Dataset entries
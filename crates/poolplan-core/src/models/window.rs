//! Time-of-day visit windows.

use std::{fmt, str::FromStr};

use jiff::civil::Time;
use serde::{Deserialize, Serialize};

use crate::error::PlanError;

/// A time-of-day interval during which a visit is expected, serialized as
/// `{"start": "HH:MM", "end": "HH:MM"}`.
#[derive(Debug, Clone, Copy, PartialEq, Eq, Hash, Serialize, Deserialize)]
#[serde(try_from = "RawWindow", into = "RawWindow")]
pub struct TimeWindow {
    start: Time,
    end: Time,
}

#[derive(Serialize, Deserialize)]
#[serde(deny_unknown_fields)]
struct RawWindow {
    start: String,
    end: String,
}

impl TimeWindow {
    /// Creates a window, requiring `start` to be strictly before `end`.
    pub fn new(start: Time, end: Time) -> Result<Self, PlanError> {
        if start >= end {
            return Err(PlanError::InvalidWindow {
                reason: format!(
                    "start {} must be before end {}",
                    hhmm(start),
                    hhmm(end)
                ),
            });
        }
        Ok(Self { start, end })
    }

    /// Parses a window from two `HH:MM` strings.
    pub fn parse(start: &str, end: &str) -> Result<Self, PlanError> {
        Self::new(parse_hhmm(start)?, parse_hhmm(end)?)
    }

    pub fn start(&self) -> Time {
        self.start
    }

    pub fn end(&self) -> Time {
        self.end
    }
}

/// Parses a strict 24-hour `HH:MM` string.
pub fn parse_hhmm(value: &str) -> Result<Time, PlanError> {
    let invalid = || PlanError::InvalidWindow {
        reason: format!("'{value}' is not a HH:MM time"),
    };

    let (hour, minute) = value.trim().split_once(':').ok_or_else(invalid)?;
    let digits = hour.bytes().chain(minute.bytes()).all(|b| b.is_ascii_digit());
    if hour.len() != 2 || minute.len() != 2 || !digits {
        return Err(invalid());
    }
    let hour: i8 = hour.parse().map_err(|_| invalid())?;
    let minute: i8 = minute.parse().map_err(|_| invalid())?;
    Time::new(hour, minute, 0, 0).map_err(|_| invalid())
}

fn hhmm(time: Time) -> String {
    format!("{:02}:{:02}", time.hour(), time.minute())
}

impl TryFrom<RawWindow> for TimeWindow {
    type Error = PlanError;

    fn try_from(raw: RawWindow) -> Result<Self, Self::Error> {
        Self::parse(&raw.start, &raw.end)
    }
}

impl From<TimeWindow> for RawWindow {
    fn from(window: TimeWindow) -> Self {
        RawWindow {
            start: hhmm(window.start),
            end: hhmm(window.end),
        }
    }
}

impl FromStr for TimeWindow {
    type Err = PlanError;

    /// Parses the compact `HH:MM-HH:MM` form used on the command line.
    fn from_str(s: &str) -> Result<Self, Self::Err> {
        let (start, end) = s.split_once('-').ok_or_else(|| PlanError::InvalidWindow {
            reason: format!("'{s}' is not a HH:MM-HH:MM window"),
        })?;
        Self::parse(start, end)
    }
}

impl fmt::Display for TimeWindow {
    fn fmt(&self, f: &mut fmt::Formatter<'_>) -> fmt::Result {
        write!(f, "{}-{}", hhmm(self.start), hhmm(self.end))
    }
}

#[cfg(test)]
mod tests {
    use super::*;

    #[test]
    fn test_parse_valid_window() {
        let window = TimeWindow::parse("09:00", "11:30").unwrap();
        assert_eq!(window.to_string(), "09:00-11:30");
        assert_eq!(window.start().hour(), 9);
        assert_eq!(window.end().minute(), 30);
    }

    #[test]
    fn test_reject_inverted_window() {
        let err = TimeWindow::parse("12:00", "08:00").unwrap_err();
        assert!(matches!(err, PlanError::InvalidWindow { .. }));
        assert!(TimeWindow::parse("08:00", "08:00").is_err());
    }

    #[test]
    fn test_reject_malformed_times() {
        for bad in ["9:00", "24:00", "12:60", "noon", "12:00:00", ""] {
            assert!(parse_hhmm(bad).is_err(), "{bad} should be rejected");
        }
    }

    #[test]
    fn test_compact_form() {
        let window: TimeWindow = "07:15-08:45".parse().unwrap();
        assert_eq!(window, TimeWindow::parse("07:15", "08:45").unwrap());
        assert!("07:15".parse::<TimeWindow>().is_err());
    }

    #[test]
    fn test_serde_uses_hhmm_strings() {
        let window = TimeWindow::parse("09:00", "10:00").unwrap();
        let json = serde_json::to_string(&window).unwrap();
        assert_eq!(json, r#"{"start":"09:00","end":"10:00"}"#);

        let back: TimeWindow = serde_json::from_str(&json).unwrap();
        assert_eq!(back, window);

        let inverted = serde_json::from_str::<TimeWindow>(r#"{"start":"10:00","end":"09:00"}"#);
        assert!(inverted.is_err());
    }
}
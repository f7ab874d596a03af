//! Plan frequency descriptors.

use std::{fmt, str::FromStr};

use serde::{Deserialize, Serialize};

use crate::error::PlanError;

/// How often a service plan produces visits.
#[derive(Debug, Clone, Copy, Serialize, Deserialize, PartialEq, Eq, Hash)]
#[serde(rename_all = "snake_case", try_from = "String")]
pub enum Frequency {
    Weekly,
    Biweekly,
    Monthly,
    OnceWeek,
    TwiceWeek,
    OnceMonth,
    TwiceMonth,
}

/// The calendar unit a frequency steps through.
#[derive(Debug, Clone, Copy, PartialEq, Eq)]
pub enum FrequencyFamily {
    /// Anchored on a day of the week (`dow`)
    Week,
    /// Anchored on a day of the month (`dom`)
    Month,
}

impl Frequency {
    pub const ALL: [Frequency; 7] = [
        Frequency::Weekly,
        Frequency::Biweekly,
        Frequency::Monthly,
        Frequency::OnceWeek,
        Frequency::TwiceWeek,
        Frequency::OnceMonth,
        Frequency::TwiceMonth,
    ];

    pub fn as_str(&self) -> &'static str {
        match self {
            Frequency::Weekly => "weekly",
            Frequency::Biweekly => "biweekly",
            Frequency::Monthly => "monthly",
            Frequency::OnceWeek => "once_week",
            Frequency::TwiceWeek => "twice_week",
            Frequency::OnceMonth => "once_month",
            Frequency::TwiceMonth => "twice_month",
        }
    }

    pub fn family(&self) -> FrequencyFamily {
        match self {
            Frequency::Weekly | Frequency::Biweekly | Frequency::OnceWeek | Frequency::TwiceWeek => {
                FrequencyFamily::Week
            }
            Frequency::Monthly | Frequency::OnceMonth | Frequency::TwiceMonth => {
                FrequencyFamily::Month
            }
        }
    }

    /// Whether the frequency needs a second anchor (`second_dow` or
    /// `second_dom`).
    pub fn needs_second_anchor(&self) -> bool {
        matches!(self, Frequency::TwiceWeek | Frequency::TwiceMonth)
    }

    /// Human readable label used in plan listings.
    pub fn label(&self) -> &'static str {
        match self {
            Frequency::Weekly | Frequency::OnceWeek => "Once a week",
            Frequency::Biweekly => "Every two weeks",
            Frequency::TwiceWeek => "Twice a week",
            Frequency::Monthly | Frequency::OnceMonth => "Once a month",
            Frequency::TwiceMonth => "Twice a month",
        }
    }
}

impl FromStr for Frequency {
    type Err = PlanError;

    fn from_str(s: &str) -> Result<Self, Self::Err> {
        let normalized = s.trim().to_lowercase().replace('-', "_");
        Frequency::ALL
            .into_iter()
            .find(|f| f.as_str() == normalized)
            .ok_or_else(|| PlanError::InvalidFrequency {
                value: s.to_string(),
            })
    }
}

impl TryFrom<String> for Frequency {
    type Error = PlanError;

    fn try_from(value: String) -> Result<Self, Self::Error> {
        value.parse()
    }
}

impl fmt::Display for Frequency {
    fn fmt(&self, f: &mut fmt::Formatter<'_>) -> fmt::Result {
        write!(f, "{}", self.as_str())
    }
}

Task to complete - Copy every line of the data above exactly.

Solution to the problem -
filename crates/poolplan-core/src/models/window.rs
//! Time-of-day visit windows.

use std::{fmt, str::FromStr};

use jiff::civil::Time;
use serde::{Deserialize, Serialize};

use crate::error::PlanError;

/// A time-of-day interval during which a visit is expected, serialized as
/// `{"start": "HH:MM", "end": "HH:MM"}`.
#[derive(Debug, Clone, Copy, PartialEq, Eq, Hash, Serialize, Deserialize)]
#[serde(try_from = "RawWindow", into = "RawWindow")]
pub struct TimeWindow {
    start: Time,
    end: Time,
}

#[derive(Serialize, Deserialize)]
#[serde(deny_unknown_fields)]
struct RawWindow {
    start: String,
    end: String,
}

impl TimeWindow {
    /// Creates a window, requiring `start` to be strictly before `end`.
    pub fn new(start: Time, end: Time) -> Result<Self, PlanError> {
        if start >= end {
            return Err(PlanError::InvalidWindow {
                reason: format!(
                    "start {} must be before end {}",
                    hhmm(start),
                    hhmm(end)
                ),
            });
        }
        Ok(Self { start, end })
    }

    /// Parses a window from two `HH:MM` strings.
    pub fn parse(start: &str, end: &str) -> Result<Self, PlanError> {
        Self::new(parse_hhmm(start)?, parse_hhmm(end)?)
    }

    pub fn start(&self) -> Time {
        self.start
    }

    pub fn end(&self) -> Time {
        self.end
    }
}

/// Parses a strict 24-hour `HH:MM` string.
pub fn parse_hhmm(value: &str) -> Result<Time, PlanError> {
    let invalid = || PlanError::InvalidWindow {
        reason: format!("'{value}' is not a HH:MM time"),
    };

    let (hour, minute) = value.trim().split_once(':').ok_or_else(invalid)?;
    let digits = hour.bytes().chain(minute.bytes()).all(|b| b.is_ascii_digit());
    if hour.len() != 2 || minute.len() != 2 || !digits {
        return Err(invalid());
    }
    let hour: i8 = hour.parse().map_err(|_| invalid())?;
    let minute: i8 = minute.parse().map_err(|_| invalid())?;
    Time::new(hour, minute, 0, 0).map_err(|_| invalid())
}

fn hhmm(time: Time) -> String {
    format!("{:02}:{:02}", time.hour(), time.minute())
}

impl TryFrom<RawWindow> for TimeWindow {
    type Error = PlanError;

    fn try_from(raw: RawWindow) -> Result<Self, Self::Error> {
        Self::parse(&raw.start, &raw.end)
    }
}

impl From<TimeWindow> for RawWindow {
    fn from(window: TimeWindow) -> Self {
        RawWindow {
            start: hhmm(window.start),
            end: hhmm(window.end),
        }
    }
}

impl FromStr for TimeWindow {
    type Err = PlanError;

    /// Parses the compact `HH:MM-HH:MM` form used on the command line.
    fn from_str(s: &str) -> Result<Self, Self::Err> {
        let (start, end) = s.split_once('-').ok_or_else(|| PlanError::InvalidWindow {
            reason: format!("'{s}' is not a HH:MM-HH:MM window"),
        })?;
        Self::parse(start, end)
    }
}

impl fmt::Display for TimeWindow {
    fn fmt(&self, f: &mut fmt::Formatter<'_>) -> fmt::Result {
        write!(f, "{}-{}", hhmm(self.start), hhmm(self.end))
    }
}

#[cfg(test)]
mod tests {
    use super::*;

    #[test]
    fn test_parse_valid_window() {
        let window = TimeWindow::parse("09:00", "11:30").unwrap();
        assert_eq!(window.to_string(), "09:00-11:30");
        assert_eq!(window.start().hour(), 9);
        assert_eq!(window.end().minute(), 30);
    }

    #[test]
    fn test_reject_inverted_window() {
        let err = TimeWindow::parse("12:00", "08:00").unwrap_err();
        assert!(matches!(err, PlanError::InvalidWindow { .. }));
        assert!(TimeWindow::parse("08:00", "08:00").is_err());
    }

    #[test]
    fn test_reject_malformed_times() {
        for bad in ["9:00", "24:00", "12:60", "noon", "12:00:00", ""] {
            assert!(parse_hhmm(bad).is_err(), "{bad} should be rejected");
        }
    }

    #[test]
    fn test_compact_form() {
        let window: TimeWindow = "07:15-08:45".parse().unwrap();
        assert_eq!(window, TimeWindow::parse("07:15", "08:45").unwrap());
        assert!("07:15".parse::<TimeWindow>().is_err());
    }

    #[test]
    fn test_serde_uses_hhmm_strings() {
        let window = TimeWindow::parse("09:00", "10:00").unwrap();
        let json = serde_json::to_string(&window).unwrap();
        assert_eq!(json, r#"{"start":"09:00","end":"10:00"}"#);

        let back: TimeWindow = serde_json::from_str(&json).unwrap();
        assert_eq!(back, window);

        let inverted = serde_json::from_str::<TimeWindow>(r#"{"start":"10:00","end":"09:00"}"#);
        assert!(inverted.is_err());
    }
}
repository f7ab874d596a03af
//! Plan frequency descriptors.

use std::{fmt, str::FromStr};

use serde::{Deserialize, Serialize};

use crate::error::PlanError;

/// How often a service plan produces visits.
#[derive(Debug, Clone, Copy, Serialize, Deserialize, PartialEq, Eq, Hash)]
#[serde(rename_all = "snake_case", try_from = "String")]
pub enum Frequency {
    Weekly,
    Biweekly,
    Monthly,
    OnceWeek,
    TwiceWeek,
    OnceMonth,
    TwiceMonth,
}

/// The calendar unit a frequency steps through.
#[derive(Debug, Clone, Copy, PartialEq, Eq)]
pub enum FrequencyFamily {
    /// Anchored on a day of the week (`dow`)
    Week,
    /// Anchored on a day of the month (`dom`)
    Month,
}

impl Frequency {
    pub const ALL: [Frequency; 7] = [
        Frequency::Weekly,
        Frequency::Biweekly,
        Frequency::Monthly,
        Frequency::OnceWeek,
        Frequency::TwiceWeek,
        Frequency::OnceMonth,
        Frequency::TwiceMonth,
    ];

    pub fn as_str(&self) -> &'static str {
        match self {
            Frequency::Weekly => "weekly",
            Frequency::Biweekly => "biweekly",
            Frequency::Monthly => "monthly",
            Frequency::OnceWeek => "once_week",
            Frequency::TwiceWeek => "twice_week",
            Frequency::OnceMonth => "once_month",
            Frequency::TwiceMonth => "twice_month",
        }
    }

    pub fn family(&self) -> FrequencyFamily {
        match self {
            Frequency::Weekly | Frequency::Biweekly | Frequency::OnceWeek | Frequency::TwiceWeek => {
                FrequencyFamily::Week
            }
            Frequency::Monthly | Frequency::OnceMonth | Frequency::TwiceMonth => {
                FrequencyFamily::Month
            }
        }
    }

    /// Whether the frequency needs a second anchor (`second_dow` or
    /// `second_dom`).
    pub fn needs_second_anchor(&self) -> bool {
        matches!(self, Frequency::TwiceWeek | Frequency::TwiceMonth)
    }

    /// Human readable label used in plan listings.
    pub fn label(&self) -> &'static str {
        match self {
            Frequency::Weekly | Frequency::OnceWeek => "Once a week",
            Frequency::Biweekly => "Every two weeks",
            Frequency::TwiceWeek => "Twice a week",
            Frequency::Monthly | Frequency::OnceMonth => "Once a month",
            Frequency::TwiceMonth => "Twice a month",
        }
    }
}

impl FromStr for Frequency {
    type Err = PlanError;

    fn from_str(s: &str) -> Result<Self, Self::Err> {
        let normalized = s.trim().to_lowercase().replace('-', "_");
        Frequency::ALL
            .into_iter()
            .find(|f| f.as_str() == normalized)
            .ok_or_else(|| PlanError::InvalidFrequency {
                value: s.to_string(),
            })
    }
}

impl TryFrom<String> for Frequency {
    type Error = PlanError;

    fn try_from(value: String) -> Result<Self, Self::Error> {
        value.parse()
    }
}

impl fmt::Display for Frequency {
    fn fmt(&self, f: &mut fmt::Formatter<'_>) -> fmt::Result {
        write!(f, "{}", self.as_str())
    }
}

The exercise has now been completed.